次に、救急ボードやトリアージでは、「NSTE-ACS疑い」「ACS疑い」など、包括概念を積極的に使うのが合理的です。 jrc-cpr(https://www.jrc-cpr.org/wp-content/uploads/2022/07/JRC_0279-0313_ACS.pdf)
心電図でST上昇がはっきりしていればSTEMI、そうでなければNSTE-ACSとして、NSTEMIかUAかの区別は後回しにするという考え方は、ガイドラインにも裏付けがあります。 igaku-shoin.co(https://www.igaku-shoin.co.jp/paper/archive/y2010/PA02907_11)

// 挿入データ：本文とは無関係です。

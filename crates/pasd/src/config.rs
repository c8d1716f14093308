// SPDX-License-Identifier: Apache-2.0 OR MIT
// Copyright (c) 2025-2026 naskel.com

//! Station configuration.
//!
//! Every timing knob of the orchestrator lives here with its field
//! default, so the whole startup/poll machinery can be run at millisecond
//! scale by the test suite. Configuration loads from a YAML file; missing
//! keys take their defaults.

use std::path::Path;
use std::time::Duration;

use serde::Deserialize;

/// Modbus address a technician's SID uses to reach the MCCS as a slave.
pub const MCCS_SLAVE_ADDRESS: u8 = 63;

/// Everything needed to run one station.
#[derive(Debug, Clone, Deserialize)]
#[serde(default, deny_unknown_fields)]
pub struct StationConfig {
    /// Station identifier (1-9999) used in store rows.
    pub station_id: u16,
    /// Hostname of the serial-to-Ethernet bridge.
    pub host: String,
    /// TCP port of the bridge.
    pub port: u16,
    /// Modbus address of the FNDH controller.
    pub fndh_address: u8,
    /// Modbus address of the FNCC.
    pub fncc_address: u8,
    /// Highest SMARTbox address probed during discovery.
    pub max_smartbox: u8,
    /// Metric path domain (`pasd.<domain>.` prefix).
    pub metrics_domain: String,
    /// Sensor smoothing cutoff in Hz; `None` disables smoothing.
    pub filter_cutoff_hz: Option<f64>,
    /// Steady-state loop cadence in seconds.
    pub poll_interval_secs: f64,
    /// Delay between powering successive PDoC ports during discovery.
    pub port_on_interval_secs: f64,
    /// A SMARTbox boot must land within this window after its port
    /// powered to bind port and address.
    pub discovery_window_secs: f64,
    /// Settle time after `configure_all_off` before discovery starts.
    pub post_configure_delay_secs: f64,
    /// Settle time after an FNDH port write that may boot a SMARTbox.
    pub fndh_port_settle_secs: f64,
    /// Minimum gap between startup attempts when the station should be
    /// active but is not.
    pub startup_retry_secs: f64,
    /// Minimum gap between shutdown attempts when the station is active
    /// but should not be.
    pub shutdown_retry_secs: f64,
    /// Wait before reopening the transport after losing the FNDH.
    pub reconnect_delay_secs: f64,
}

impl Default for StationConfig {
    fn default() -> Self {
        StationConfig {
            station_id: 1,
            host: "pasd-fndh".to_string(),
            port: 5000,
            fndh_address: 31,
            fncc_address: 32,
            max_smartbox: 24,
            metrics_domain: "fieldtest".to_string(),
            filter_cutoff_hz: Some(0.5),
            poll_interval_secs: 15.0,
            port_on_interval_secs: 10.0,
            discovery_window_secs: 10.0,
            post_configure_delay_secs: 5.0,
            fndh_port_settle_secs: 1.0,
            startup_retry_secs: 600.0,
            shutdown_retry_secs: 600.0,
            reconnect_delay_secs: 10.0,
        }
    }
}

impl StationConfig {
    /// Load from a YAML file.
    pub fn load(path: &Path) -> Result<Self, ConfigError> {
        let text = std::fs::read_to_string(path)
            .map_err(|e| ConfigError { message: format!("{}: {e}", path.display()) })?;
        serde_yaml::from_str(&text)
            .map_err(|e| ConfigError { message: format!("{}: {e}", path.display()) })
    }

    /// Load the first file that exists from `paths`; defaults when none do.
    #[must_use]
    pub fn load_first(paths: &[&Path]) -> Self {
        for path in paths {
            if path.exists() {
                match Self::load(path) {
                    Ok(config) => return config,
                    Err(e) => log::error!("skipping config: {e}"),
                }
            }
        }
        log::info!("no configuration file found, using defaults");
        StationConfig::default()
    }

    /// Timings scaled down to milliseconds; keeps the full machinery
    /// testable without quarter-hour waits.
    #[must_use]
    pub fn fast_for_tests() -> Self {
        StationConfig {
            poll_interval_secs: 0.05,
            port_on_interval_secs: 0.08,
            discovery_window_secs: 0.08,
            post_configure_delay_secs: 0.01,
            fndh_port_settle_secs: 0.01,
            startup_retry_secs: 0.1,
            shutdown_retry_secs: 0.1,
            reconnect_delay_secs: 0.05,
            ..StationConfig::default()
        }
    }

    /// Steady-state loop cadence.
    #[must_use]
    pub fn poll_interval(&self) -> Duration {
        Duration::from_secs_f64(self.poll_interval_secs)
    }

    /// Delay between powering successive PDoC ports.
    #[must_use]
    pub fn port_on_interval(&self) -> Duration {
        Duration::from_secs_f64(self.port_on_interval_secs)
    }

    /// Settle time after `configure_all_off`.
    #[must_use]
    pub fn post_configure_delay(&self) -> Duration {
        Duration::from_secs_f64(self.post_configure_delay_secs)
    }

    /// Settle time after an FNDH port write.
    #[must_use]
    pub fn fndh_port_settle(&self) -> Duration {
        Duration::from_secs_f64(self.fndh_port_settle_secs)
    }

    /// Wait before reopening the transport.
    #[must_use]
    pub fn reconnect_delay(&self) -> Duration {
        Duration::from_secs_f64(self.reconnect_delay_secs)
    }
}

/// A configuration file could not be read or parsed.
#[derive(Debug, Clone)]
pub struct ConfigError {
    /// File and backend error.
    pub message: String,
}

impl std::fmt::Display for ConfigError {
    fn fmt(&self, f: &mut std::fmt::Formatter<'_>) -> std::fmt::Result {
        write!(f, "configuration: {}", self.message)
    }
}

impl std::error::Error for ConfigError {}

#[cfg(test)]
mod tests {
    use super::*;
    use std::io::Write;

    #[test]
    fn defaults_match_field_timings() {
        let c = StationConfig::default();
        assert_eq!(c.poll_interval_secs, 15.0);
        assert_eq!(c.port_on_interval_secs, 10.0);
        assert_eq!(c.startup_retry_secs, 600.0);
        assert_eq!(c.max_smartbox, 24);
    }

    #[test]
    fn yaml_overrides_defaults() {
        let mut file = tempfile::NamedTempFile::new().unwrap();
        writeln!(file, "station_id: 7\nhost: 10.128.30.1\npoll_interval_secs: 30.0").unwrap();
        let c = StationConfig::load(file.path()).unwrap();
        assert_eq!(c.station_id, 7);
        assert_eq!(c.host, "10.128.30.1");
        assert_eq!(c.poll_interval_secs, 30.0);
        // Untouched keys keep their defaults.
        assert_eq!(c.port, 5000);
    }

    #[test]
    fn unknown_keys_rejected() {
        let mut file = tempfile::NamedTempFile::new().unwrap();
        writeln!(file, "station_idd: 7").unwrap();
        assert!(StationConfig::load(file.path()).is_err());
    }

    #[test]
    fn missing_file_falls_back_to_defaults() {
        let c = StationConfig::load_first(&[Path::new("/nonexistent/pasd.yaml")]);
        assert_eq!(c.station_id, 1);
    }
}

この運用なら、「UAだから様子見でよい」という誤った安心感を減らせます。ACSとして扱うことが基本です。
ここは「将来の二次予防を担う医師・スタッフへのメッセージ欄」として意識しておくと良いでしょう。
略語運用のルールを院内で決める際は、循環器チームだけでなく、救急、集中治療、看護部、さらには地域連携室も巻き込んだ方が現実的です。 mhlw.go(https://www.mhlw.go.jp/file/05-Shingikai-11121000-Iyakushokuhinkyoku-Soumuka/0000022408.pdf)
日本医師会や医療安全関連の資料でも、院内事故調査は「情報の整理と分析を行い、管理者にフィードバックすること」が重要とされていますが、ここに略語の運用も含めて見直せば、エラー防止と教育の両方に波及効果があります。 med.or(https://www.med.or.jp/dl-med/doctor/anzen_siin/2023workbook.pdf)
電子カルテの病名マスタやテンプレート変更は、1回実施すれば数年単位で効いてきます。
逆に言えば、放置すると数年単位で誤解が温存されるということです。結論は「略語は小さな投資で大きな安全効果が得られるポイント」です。
不安定狭心症の略語ルールを、あなたの施設ではどこまで明文化できているでしょうか?